Net mortgage borrowing has hit its lowest on record (omitting Covid times) and NS&I draws are in £1.6 billion of savers money as rate cuts could be around the corner.
Laura Suter, head of personal finance at AJBell, comments on the latest Money and Credit data from the Bank of England:
“We saw the biggest ever cash ISA season with a record-breaking £17.8 billion of money paid into cash ISAs in March and April this year, as savers rushed to shelter their money from the government’s bumper tax grab. This total is almost six times the amount of money that was paid in during the same two months last year, with rising interest rates meaning more savers wanted to stop tax eating into their savings interest.
“A huge £11.9 billion was paid into cash ISAs in April, the largest ever recorded, on top of the £5.8 billion paid in during March – a record for that month. Cash ISA subscriptions usually peak in March and April each year as savers leave it down to the deadline to pay money into the tax-free accounts before their allowance resets at the new tax year on 6 April.
“Savers faced a triple threat this year that could mean they pay tax on their savings interest for the first time ever. This year rising interest rates mean that savers are getting ahigher return on their money and many will breach their Personal Savings Allowance, which gives £1,000 of tax-free savings income for basic-rate taxpayers and £500 for higher-rate taxpayers, but no allowance for additional-rate taxpayers.

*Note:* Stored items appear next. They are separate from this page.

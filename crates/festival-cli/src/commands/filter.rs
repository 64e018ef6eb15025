//! List table filter command.

use anyhow::{Context, Result};
use clap::Args;
use festival_core::table::{Table, TableFilter, TablePreset};
use std::io::Read;
use std::path::PathBuf;

use crate::output;

#[derive(Args)]
pub struct FilterArgs {
    /// Tab-separated table file ("-" for stdin)
    pub table: PathBuf,

    /// Text to search for (empty shows all rows)
    #[arg(default_value = "")]
    pub query: String,

    /// Column to match against
    #[arg(long, conflicts_with = "preset")]
    pub column: Option<usize>,

    /// List page preset (stock, wishlist, shopping, utility)
    #[arg(short, long)]
    pub preset: Option<TablePreset>,

    /// Hide every row (reply table with "show replies" unchecked)
    #[arg(long)]
    pub collapse: bool,
}

pub fn execute(args: FilterArgs) -> Result<()> {
    let input = if args.table.as_os_str() == "-" {
        let mut buf = String::new();
        std::io::stdin()
            .read_to_string(&mut buf)
            .context("Failed to read table from stdin")?;
        buf
    } else {
        std::fs::read_to_string(&args.table)
            .with_context(|| format!("Failed to read {}", args.table.display()))?
    };

    let mut table = Table::from_tsv(&input);
    if args.collapse {
        table.set_all_visible(false);
    } else {
        let filter = match (args.column, args.preset) {
            (Some(column), _) => TableFilter::new(column),
            (None, Some(preset)) => preset.filter(),
            (None, None) => TableFilter::default(),
        };
        filter.apply(&mut table, &args.query);
    }

    output::print_table(&table);
    Ok(())
}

What’s more, the government’s frozen tax bands means more people will be pushed into the next tax bracket and see that tax-free savings allowance either cut in half or wiped out altogether. On top of that, the additional rate tax band has been cut to £125,140 for the current tax year, meaning more people will see their Personal Savings Allowance taken to zero and face 45% tax on all their savings interest.

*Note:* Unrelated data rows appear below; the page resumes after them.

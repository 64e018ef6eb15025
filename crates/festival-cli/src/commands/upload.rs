//! Chronicle upload command.

use anyhow::{Context, Result};
use clap::Args;
use colored::Colorize;
use festival_core::chronicle::upload::{UploadMode, UploadRequest, UploadWidget};
use festival_core::{Config, FestivalClient};
use indicatif::{ProgressBar, ProgressStyle};
use std::path::PathBuf;
use std::time::Duration;

use crate::output;

#[derive(Args)]
pub struct UploadArgs {
    /// Files to upload
    pub files: Vec<PathBuf>,

    /// What to do after each upload (attach, reload)
    #[arg(short, long)]
    pub mode: Option<UploadMode>,
}

pub async fn execute(args: UploadArgs, config: &Config) -> Result<()> {
    if args.files.is_empty() {
        println!("{}", config.labels.hint.dimmed());
        return Ok(());
    }

    let (festival_id, user_id) = config.chronicle_owner()?;
    let client = FestivalClient::new(config)?;

    let mut requests = Vec::with_capacity(args.files.len());
    for path in &args.files {
        let file_name = path
            .file_name()
            .and_then(|n| n.to_str())
            .with_context(|| format!("Not a file path: {}", path.display()))?;
        let bytes = tokio::fs::read(path)
            .await
            .with_context(|| format!("Failed to read {}", path.display()))?;
        requests.push(UploadRequest::new(file_name, bytes));
    }

    let mut widget = UploadWidget::new(
        args.mode.unwrap_or(config.upload_mode),
        config.upload_policy(),
        config.link_builder(),
        festival_id,
        user_id,
    )
    .with_parallelism(config.upload_parallelism);

    let spinner = ProgressBar::new_spinner();
    spinner.set_style(
        ProgressStyle::default_spinner()
            .template("{spinner:.cyan} {msg}")
            .unwrap_or_else(|_| ProgressStyle::default_spinner()),
    );
    spinner.set_message(format!("Uploading {} file(s)...", requests.len()));
    spinner.enable_steady_tick(Duration::from_millis(100));

    let completions = widget.upload_all(&client, requests).await;
    spinner.finish_and_clear();

    output::print_upload_completions(&completions);
    output::print_form_fields(widget.form_fields());

    let failed = completions.iter().filter(|c| !c.is_success()).count();
    if failed > 0 {
        anyhow::bail!("{} of {} upload(s) failed", failed, completions.len());
    }
    Ok(())
}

“For example, someone with £50,000 of savings who earned £130,000 a year would have faced no tax on that savings interest during times of low interest rates when it was earning 1% interest, as it would have been within their £500 Personal Savings Allowance. However, in the current tax year if that same pot was now earning 5% interest, they’d face a£1,125 tax bill* on the interest as a result of rising rates but also now being in the additional rate tax band, and so getting no Personal Savings Allowance.”